• RECORDS FOR THIS TASK:

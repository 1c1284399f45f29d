//! Engine systems.
//!
//! Submodules overview
//! - [`playback`] – advance the frame cursor and settle loop-vs-stop on cycle end
//! - [`time`] – update simulation time and delta

pub mod playback;
pub mod time;
//! Event types exchanged with collaborators.
//!
//! Submodules:
//! - [`playback`] – run-state transition and clip completion notifications

pub mod playback;
//! Player facade.
//!
//! [`Player`] is the controller collaborators talk to: it owns the ECS world
//! holding the clip library, the stage entity, and the playback schedule, and
//! exposes the selection and transport operations (`select_clip`, `run`,
//! `pause`, `stop`, `tick`). It knows nothing about rendering or UI; run-state
//! changes reach collaborators through
//! [`RunStateChanged`](crate::events::playback::RunStateChanged) and
//! [`ClipFinished`](crate::events::playback::ClipFinished) observers.

use bevy_ecs::observer::On;
use bevy_ecs::prelude::*;
use log::{debug, warn};

use crate::components::playback::{Playback, RunState};
use crate::components::sheetslot::{SheetSlot, SheetTicket};
use crate::events::playback::{ClipFinished, RunStateChanged};
use crate::framerect::{self, FramePlacement};
use crate::resources::cliplibrary::{AnimationClip, ClipLibrary};
use crate::resources::surfacesize::SurfaceSize;
use crate::resources::worldtime::WorldTime;
use crate::systems::playback::advance_playback;
use crate::systems::time::update_world_time;

/// Controller for one stage: exactly one clip is active at a time, and its
/// playback cursor and sheet slot live on the stage entity together. Both
/// are discarded and recreated whenever a clip is selected.
pub struct Player {
    world: World,
    schedule: Schedule,
    stage: Entity,
    next_ticket: u64,
}

impl Player {
    pub fn new(library: ClipLibrary, surface: SurfaceSize) -> Self {
        let mut world = World::new();
        world.insert_resource(WorldTime::default());
        world.insert_resource(surface);
        world.insert_resource(library);
        let stage = world.spawn_empty().id();

        let mut schedule = Schedule::default();
        schedule.add_systems(advance_playback);

        Player {
            world,
            schedule,
            stage,
            next_ticket: 0,
        }
    }

    /// The stage entity carried by the notification events, for observers
    /// that filter on it.
    pub fn stage(&self) -> Entity {
        self.stage
    }

    /// Make the clip at `index` active.
    ///
    /// Out-of-range indices are a caller error and reported immediately.
    /// The playback cursor is replaced with a fresh stopped one and a new
    /// sheet slot is created — even when the same clip is re-selected — so
    /// the returned [`SheetTicket`] always identifies the load the
    /// collaborator should now perform.
    pub fn select_clip(&mut self, index: usize) -> Result<SheetTicket, String> {
        let sheet_path = {
            let library = self.world.resource::<ClipLibrary>();
            let clip = library.get(index).ok_or_else(|| {
                format!("clip index {} out of range (0..{})", index, library.len())
            })?;
            clip.sheet_path.clone()
        };

        let from = self
            .world
            .get::<Playback>(self.stage)
            .map(|p| p.run_state);

        let ticket = SheetTicket(self.next_ticket);
        self.next_ticket += 1;
        debug!("selecting clip {} (sheet {}, {:?})", index, sheet_path, ticket);
        self.world
            .entity_mut(self.stage)
            .insert((Playback::new(index), SheetSlot::new(sheet_path, ticket)));

        if let Some(from) = from
            && from != RunState::Stopped
        {
            self.world.trigger(RunStateChanged {
                entity: self.stage,
                from,
                to: RunState::Stopped,
            });
        }
        Ok(ticket)
    }

    /// Start or resume playback.
    pub fn run(&mut self) -> Result<(), String> {
        self.transition(Playback::run, RunState::Playing)
    }

    /// Pause playback, keeping the cursor where it is.
    pub fn pause(&mut self) -> Result<(), String> {
        self.transition(Playback::pause, RunState::Paused)
    }

    /// Stop playback and rewind the cursor to cell (0, 0).
    pub fn stop(&mut self) -> Result<(), String> {
        self.transition(Playback::stop, RunState::Stopped)
    }

    fn transition(
        &mut self,
        apply: fn(&mut Playback) -> bool,
        to: RunState,
    ) -> Result<(), String> {
        let Some(mut playback) = self.world.get_mut::<Playback>(self.stage) else {
            return Err("no clip selected".to_string());
        };
        let from = playback.run_state;
        let changed = apply(&mut playback);
        if changed {
            self.world.trigger(RunStateChanged {
                entity: self.stage,
                from,
                to,
            });
        }
        Ok(())
    }

    /// Feed elapsed time into the engine and advance the cursor.
    ///
    /// Negative or non-finite deltas are clamped to zero and produce no
    /// advance. Safe to call with no clip selected.
    pub fn tick(&mut self, delta_ms: f32) {
        update_world_time(&mut self.world, delta_ms);
        self.schedule.run(&mut self.world);
    }

    /// Report that the sheet identified by `ticket` finished decoding.
    ///
    /// Returns false (and leaves state untouched) when the ticket no longer
    /// matches the active slot, i.e. the sheet was superseded while loading.
    pub fn complete_sheet_load(&mut self, ticket: SheetTicket) -> bool {
        let Some(mut slot) = self.world.get_mut::<SheetSlot>(self.stage) else {
            warn!("sheet load completion {:?} with no clip selected", ticket);
            return false;
        };
        let accepted = slot.complete(ticket);
        if !accepted {
            warn!(
                "ignoring stale sheet load completion {:?} (current {:?})",
                ticket, slot.ticket
            );
        }
        accepted
    }

    /// Current run state; [`RunState::Stopped`] before any selection.
    pub fn run_state(&self) -> RunState {
        self.world
            .get::<Playback>(self.stage)
            .map(|p| p.run_state)
            .unwrap_or_default()
    }

    pub fn playback(&self) -> Option<&Playback> {
        self.world.get::<Playback>(self.stage)
    }

    pub fn active_clip(&self) -> Option<&AnimationClip> {
        let playback = self.world.get::<Playback>(self.stage)?;
        self.world
            .resource::<ClipLibrary>()
            .get(playback.clip_index)
    }

    pub fn sheet(&self) -> Option<&SheetSlot> {
        self.world.get::<SheetSlot>(self.stage)
    }

    pub fn sheet_loaded(&self) -> bool {
        self.sheet().is_some_and(|s| s.loaded)
    }

    /// Source and destination rectangles for the current frame.
    ///
    /// Computed regardless of sheet load state; None only before the first
    /// selection. Callers skip the blit until [`Self::sheet_loaded`].
    pub fn frame_placement(&self) -> Option<FramePlacement> {
        let playback = self.world.get::<Playback>(self.stage)?;
        let clip = self
            .world
            .resource::<ClipLibrary>()
            .get(playback.clip_index)?;
        let surface = self.world.resource::<SurfaceSize>();
        Some(framerect::resolve(clip, playback, surface))
    }

    /// Subscribe to run-state transitions.
    pub fn observe_run_state(
        &mut self,
        mut f: impl FnMut(RunStateChanged) + Send + Sync + 'static,
    ) {
        self.world
            .add_observer(move |trigger: On<RunStateChanged>| f(*trigger));
        self.world.flush();
    }

    /// Subscribe to play-once clip completions.
    pub fn observe_finished(&mut self, mut f: impl FnMut(ClipFinished) + Send + Sync + 'static) {
        self.world
            .add_observer(move |trigger: On<ClipFinished>| f(*trigger));
        self.world.flush();
    }

    /// Direct world access for collaborators that register richer observers
    /// or resources than the convenience methods cover.
    pub fn world_mut(&mut self) -> &mut World {
        &mut self.world
    }
}
//! Spritestage demo entry point.
//!
//! A headless sprite-sheet clip player using:
//! - **bevy_ecs** for the playback world (components, systems, observers)
//! - **serde/serde_json** for the character and clip configuration
//! - **configparser** for the INI stage configuration
//!
//! This executable loads a character registry, selects one clip, and drives
//! the draw loop at the configured cadence against a logging surface. It is
//! the reference collaborator for embedding the engine: selection, sheet
//! load completion, run-state observers, and cancellation are all exercised
//! here the way a real UI shell would.
//!
//! # Running
//!
//! ```sh
//! cargo run -- --list
//! cargo run -- --character forest-slime --clip 1
//! ```

use std::path::PathBuf;
use std::thread;
use std::time::{Duration, Instant};

use clap::Parser;
use log::{debug, error, info};

use spritestage::components::playback::RunState;
use spritestage::driver::{DrawLoop, Surface};
use spritestage::framerect::Rect;
use spritestage::player::Player;
use spritestage::resources::characters::CharacterRegistry;
use spritestage::resources::stageconfig::StageConfig;
use spritestage::resources::surfacesize::SurfaceSize;

/// Spritestage clip player
#[derive(Parser)]
#[command(version, about = "Plays sprite-sheet clips headlessly")]
struct Cli {
    /// Path to the INI configuration file.
    #[arg(long, value_name = "PATH", default_value = "./config.ini")]
    config: PathBuf,

    /// Character slug to load (default: the first in the registry).
    #[arg(long, value_name = "SLUG")]
    character: Option<String>,

    /// Clip index to play.
    #[arg(long, default_value_t = 0)]
    clip: usize,

    /// Frame budget for looping clips before the loop is cancelled.
    #[arg(long, default_value_t = 600)]
    frames: u32,

    /// List characters and clips, then exit.
    #[arg(long)]
    list: bool,
}

/// Surface that logs blits instead of drawing them.
struct LogSurface;

impl Surface for LogSurface {
    fn clear(&mut self) {}

    fn blit(&mut self, sheet_path: &str, src: Rect, dst: Rect) {
        debug!(
            "blit {} src ({}, {}) {}x{} -> dst ({}, {})",
            sheet_path, src.x, src.y, src.w, src.h, dst.x, dst.y
        );
    }
}

fn main() {
    env_logger::Builder::from_env(env_logger::Env::default().default_filter_or("info")).init();

    let cli = Cli::parse();

    let mut config = StageConfig::with_path(&cli.config);
    config.load_from_file().ok(); // ignore errors, use defaults

    let registry = match CharacterRegistry::load_from_file(&config.characters_path) {
        Ok(registry) => registry,
        Err(e) => {
            error!("{}", e);
            std::process::exit(1);
        }
    };
    if registry.is_empty() {
        error!("character registry {} is empty", config.characters_path);
        std::process::exit(1);
    }

    // Early-exit: list the registry and quit
    if cli.list {
        for (slug, character) in registry.iter() {
            println!("{} ({})", character.name, slug);
            for (i, clip) in character.animations.iter().enumerate() {
                println!(
                    "  [{}] {} {}x{} grid {}x{} ({})",
                    i, clip.name, clip.width, clip.height, clip.frame_x, clip.frame_y, clip.sprite
                );
            }
        }
        return;
    }

    let slug = cli
        .character
        .or_else(|| registry.iter().next().map(|(slug, _)| slug))
        .expect("registry checked non-empty above");

    let library = match registry.library_for(&slug, &config.base_path) {
        Ok(library) => library,
        Err(e) => {
            error!("{}", e);
            std::process::exit(1);
        }
    };

    let surface_size = SurfaceSize {
        w: config.surface_width,
        h: config.surface_height,
    };
    let mut player = Player::new(library, surface_size);
    player.observe_run_state(|change| {
        info!("run state {:?} -> {:?}", change.from, change.to);
    });

    let ticket = match player.select_clip(cli.clip) {
        Ok(ticket) => ticket,
        Err(e) => {
            error!("{}", e);
            std::process::exit(1);
        }
    };
    let clip = player.active_clip().expect("clip selected above");
    info!(
        "playing '{}' for {}: {} cells at 8 fps, {:?}",
        clip.name,
        slug,
        clip.columns * clip.rows,
        clip.loop_mode
    );

    // No real decoder in the demo shell; the sheet is "ready" immediately.
    player.complete_sheet_load(ticket);

    let mut draw_loop = DrawLoop::new(player, LogSurface);
    let cancel = draw_loop.cancel_handle();
    let on_finish = cancel.clone();
    draw_loop.player_mut().observe_finished(move |finished| {
        info!("clip {} finished", finished.clip_index);
        on_finish.cancel();
    });

    draw_loop.player_mut().run().expect("clip selected above");

    let frame_budget = Duration::from_secs_f64(1.0 / config.target_fps.max(1) as f64);
    let started = Instant::now();
    let mut frames_run = 0u32;
    while draw_loop.frame(started.elapsed().as_secs_f64() * 1000.0) {
        frames_run += 1;
        if frames_run >= cli.frames {
            info!("frame budget reached, cancelling");
            cancel.cancel();
        }
        thread::sleep(frame_budget);
    }

    let playback = draw_loop
        .player()
        .playback()
        .expect("clip was selected")
        .clone();
    info!(
        "done after {} frames: cell ({}, {}), {:?}",
        frames_run, playback.column, playback.row, playback.run_state
    );
    if playback.run_state != RunState::Stopped {
        draw_loop.player_mut().stop().ok();
    }
}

• WHAT THE TASK REQUIRES:
Would you give the number of lines above that hold "ClipLibrary"? Only the number is needed.

• OUTPUT FOR THIS TASK:
5